Change ha recogido, desde su fundación en 2007, las firmas habituales de 500 millones de personas; tiene más de 12 millones de usuarios activos y en su expansión compró la española Actuable, dedicada a los mismos menesteres, como que el Instituto Madrileño del Menor y la Familia devolviera a Habiba a su bebé, que se lo arrebataron con la excusa de que le daba de mamar durante demasiados meses. O que la Yago School sevillana dejara de discriminar a los hijos de familias homoparentales...

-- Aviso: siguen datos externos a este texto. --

// SPDX-License-Identifier: MIT
//! The rebuild scheduler: debounce, mutual exclusion, bounded waits.
//!
//! Game events often fire several times in the same tick; rebuilding per
//! event would repeat an expensive generator fan-out for no visible
//! difference. The scheduler coalesces bursts and keeps rebuilds mutually
//! exclusive:
//!
//! - **Debounce**: every request waits out a short quiet interval. A newer
//!   request supersedes every older one still waiting, so a burst of N
//!   triggers collapses into one build.
//! - **Exclusion**: at most one build runs at a time. A request arriving
//!   mid-build blocks until the build finishes or a wait ceiling elapses.
//! - **Ceiling**: on expiry the caller proceeds *without* exclusivity
//!   (logged, and reported as `exclusive: false`). This favors liveness
//!   over strict serialization when a generator hangs; the resulting
//!   overlap is a known race window, not an invariant.
//!
//! The state machine is `Idle → Pending → Building → Idle`. A build in
//! flight is never cancelled; superseding triggers wait, they do not
//! abort.

#![forbid(unsafe_code)]

use std::sync::Mutex;

use tracing::{debug, warn};
use web_time::Duration;

use crate::gate::{Acquire, BuildGate, DebounceGate};
use crate::trigger::Trigger;

/// Timing knobs for the scheduler.
#[derive(Debug, Clone, Copy, PartialEq, Eq)]
pub struct SchedulerConfig {
    /// Quiet interval a request waits before building; near-simultaneous
    /// requests inside this window collapse into one build.
    pub quiet: Duration,
    /// Longest a request blocks on an in-flight build before proceeding
    /// without exclusivity.
    pub wait_ceiling: Duration,
}

impl Default for SchedulerConfig {
    fn default() -> Self {
        Self {
            quiet: Duration::from_millis(10),
            wait_ceiling: Duration::from_secs(5),
        }
    }
}

/// Why a request did not reach the scheduler's build phase.
#[derive(Debug, Clone, Copy, PartialEq, Eq)]
pub enum SkipReason {
    /// The HUD is administratively disabled.
    Disabled,
    /// No character is selected.
    NoCharacter,
    /// The settings dialog closed with nothing pending.
    SettingsNotPending,
    /// A setting changed; the rebuild is deferred until the dialog closes.
    SettingsDeferred,
}

/// Outcome of one rebuild request.
#[derive(Debug, Clone, PartialEq, Eq)]
pub enum RebuildOutcome<T> {
    /// The request ran the build.
    Built {
        /// The build result.
        value: T,
        /// `false` when the wait ceiling elapsed and the build overlapped
        /// an in-flight one.
        exclusive: bool,
    },
    /// A newer request superseded this one before it could build.
    Coalesced,
    /// A controller guard stopped the request before scheduling.
    Skipped(SkipReason),
}

impl<T> RebuildOutcome<T> {
    /// The built value, if this request built.
    pub fn built(self) -> Option<T> {
        match self {
            Self::Built { value, .. } => Some(value),
            _ => None,
        }
    }

    /// Whether this request was coalesced into a newer one.
    pub fn is_coalesced(&self) -> bool {
        matches!(self, Self::Coalesced)
    }
}

/// Scheduler phase, exposed for observability and tests.
///
/// Best-effort under concurrency: the phase is bookkeeping, the gates are
/// the source of truth.
#[derive(Debug, Clone, Copy, PartialEq, Eq)]
pub enum Phase {
    /// No request in flight.
    Idle,
    /// A request is waiting out the quiet interval.
    Pending,
    /// A build is running.
    Building,
}

/// Coalesces rebuild requests and keeps builds mutually exclusive.
pub struct RebuildScheduler {
    debounce: DebounceGate,
    gate: BuildGate,
    config: SchedulerConfig,
    phase: Mutex<Phase>,
}

impl Default for RebuildScheduler {
    fn default() -> Self {
        Self::new(SchedulerConfig::default())
    }
}

impl RebuildScheduler {
    /// Create a scheduler with the given timing knobs.
    pub fn new(config: SchedulerConfig) -> Self {
        Self {
            debounce: DebounceGate::new(),
            gate: BuildGate::new(),
            config,
            phase: Mutex::new(Phase::Idle),
        }
    }

    /// Current phase.
    pub fn phase(&self) -> Phase {
        *self.phase.lock().unwrap_or_else(|e| e.into_inner())
    }

    fn set_phase(&self, phase: Phase) {
        *self.phase.lock().unwrap_or_else(|e| e.into_inner()) = phase;
    }

    /// Run `build` for this trigger, unless a newer request supersedes it.
    ///
    /// Blocks the calling thread through the quiet interval and, when a
    /// build is in flight, up to the wait ceiling.
    pub fn request<T>(&self, trigger: &Trigger, build: impl FnOnce() -> T) -> RebuildOutcome<T> {
        debug!(trigger = %trigger, "rebuild requested");
        let generation = self.debounce.arm();
        self.set_phase(Phase::Pending);

        if !self.debounce.wait_quiet(generation, self.config.quiet) {
            debug!(trigger = %trigger, "coalesced during quiet interval");
            return RebuildOutcome::Coalesced;
        }

        let acquired = self.gate.acquire(self.config.wait_ceiling);

        // A newer trigger may have arrived while this one blocked on the
        // gate; yield to it rather than building stale state twice.
        if self.debounce.superseded(generation) {
            if acquired == Acquire::Acquired {
                self.gate.release();
            }
            debug!(trigger = %trigger, "superseded while waiting for the in-flight build");
            return RebuildOutcome::Coalesced;
        }

        let exclusive = acquired == Acquire::Acquired;
        if !exclusive {
            warn!(
                trigger = %trigger,
                ceiling_ms = self.config.wait_ceiling.as_millis() as u64,
                "wait ceiling elapsed; proceeding without exclusivity"
            );
        }

        self.set_phase(Phase::Building);
        let value = build();
        if exclusive {
            self.gate.release();
        }
        self.set_phase(Phase::Idle);
        debug!(trigger = %trigger, exclusive, "rebuild finished");

        RebuildOutcome::Built { value, exclusive }
    }
}

// =============================================================================
// Tests
// =============================================================================

#[cfg(test)]
mod tests {
    use super::*;

    fn fast_config() -> SchedulerConfig {
        SchedulerConfig {
            quiet: Duration::from_millis(5),
            wait_ceiling: Duration::from_secs(1),
        }
    }

    #[test]
    fn single_request_builds() {
        let scheduler = RebuildScheduler::new(fast_config());
        let outcome = scheduler.request(&Trigger::controller("test"), || 42);
        assert_eq!(
            outcome,
            RebuildOutcome::Built {
                value: 42,
                exclusive: true
            }
        );
        assert_eq!(scheduler.phase(), Phase::Idle);
    }

    #[test]
    fn built_accessor_unwraps_value() {
        let scheduler = RebuildScheduler::new(fast_config());
        let outcome = scheduler.request(&Trigger::controller("test"), || "tree");
        assert_eq!(outcome.built(), Some("tree"));
        assert!(RebuildOutcome::<()>::Coalesced.built().is_none());
    }

    #[test]
    fn gate_is_released_after_build() {
        let scheduler = RebuildScheduler::new(fast_config());
        let _ = scheduler.request(&Trigger::controller("one"), || ());
        // A second request must not time out against a leaked gate.
        let outcome = scheduler.request(&Trigger::controller("two"), || ());
        assert_eq!(
            outcome,
            RebuildOutcome::Built {
                value: (),
                exclusive: true
            }
        );
    }
}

Una fórmula distinta, muy interesante, es la de la española Osoigo, fundada en Donostia en 2014 por Eneko Agirre, una plataforma en la que 630 políticos de 40 partidos políticos están comprometidos a responder las preguntas de los ciudadanos si vienen avaladas por cierto número de firmas interesadas en la respuesta.
La firma tiene un precio
Pero firmar escritos, manifiestos o proclamas tiene un precio: no es lo mismo soltar un denuesto en las redes sociales, generalmente enmascarado por un pseudónimo, que plantar nombre, apellidos y DNI y otros datos personales al pie de un escrito que, seguro, va a molestar a alguien. Lo primero, o lo segundo, que hacen los ofertantes de empleo es rastrear las huellas digitales del solicitante...
El caso del prestigioso economista Antonio Cabrales es emblemático. Catedrático de la universidad madrileña Carlos III, le duró unas horas su puesto de consejero del Banco de España, las que tardaron en averiguar que su firma figuraba, junto a otros acreditados economistas y académicos, en una carta dirigida al rector de la universidad escocesa de Saint Andrews para recomendar la contratación de la prófuga nacionalista catalana Clara Ponsatí, amiga con la que había trabajado en la universidad Pompeu Fabra. Pues el economista Cabrales no sólo no era independentista sino que había sido propuesto por el PP y aceptado por el gobierno socialista... Y es que scripta manentk, dice el periodista Ignacio Vidal-Folch, que a raíz de este hecho, decidió pasar de abajofirmante a “no firmar nada que no haya redactado yo mismo”: lo escrito permanece, le dijo Cayo Tito al senado romano.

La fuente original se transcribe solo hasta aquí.